Each line of the records that holds the word "ItemCategory" should be copied out.

SUPPLIED ENTRIES START

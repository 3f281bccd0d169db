//! `SeaORM` Entity for item table

use sea_orm::entity::prelude::*;
use serde::{Deserialize, Serialize};

#[derive(Clone, Debug, PartialEq, DeriveEntityModel, Eq, Serialize, Deserialize)]
#[sea_orm(table_name = "item")]
pub struct Model {
    #[sea_orm(primary_key)]
    pub id: i64,
    /// Item code, unique
    #[sea_orm(unique)]
    pub code: String,
    pub name: String,
    pub category_id: i64,
    /// Stock-keeping unit of measure (e.g. "EA", "L", "KG")
    pub unit_of_measure: String,
    #[sea_orm(column_type = "Text", nullable)]
    pub notes: Option<String>,
    pub created_at: DateTimeUtc,
    pub updated_at: DateTimeUtc,
}

#[derive(Copy, Clone, Debug, EnumIter, DeriveRelation)]
pub enum Relation {
    #[sea_orm(
        belongs_to = "super::item_category::Entity",
        from = "Column::CategoryId",
        to = "super::item_category::Column::Id"
    )]
    ItemCategory,
    #[sea_orm(has_one = "super::attribute_document::Entity")]
    AttributeDocument,
    #[sea_orm(has_many = "super::batch::Entity")]
    Batch,
    #[sea_orm(has_many = "super::stock_transaction::Entity")]
    StockTransaction,
}

impl Related<super::item_category::Entity> for Entity {
    fn to() -> RelationDef {
        Relation::ItemCategory.def()
    }
}

impl Related<super::attribute_document::Entity> for Entity {
    fn to() -> RelationDef {
        Relation::AttributeDocument.def()
    }
}

impl Related<super::batch::Entity> for Entity {
    fn to() -> RelationDef {
        Relation::Batch.def()
    }
}

impl ActiveModelBehavior for ActiveModel {}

SUPPLIED ENTRIES END

> RESULT FOR THIS TASK:
    ItemCategory,
        Relation::ItemCategory.def()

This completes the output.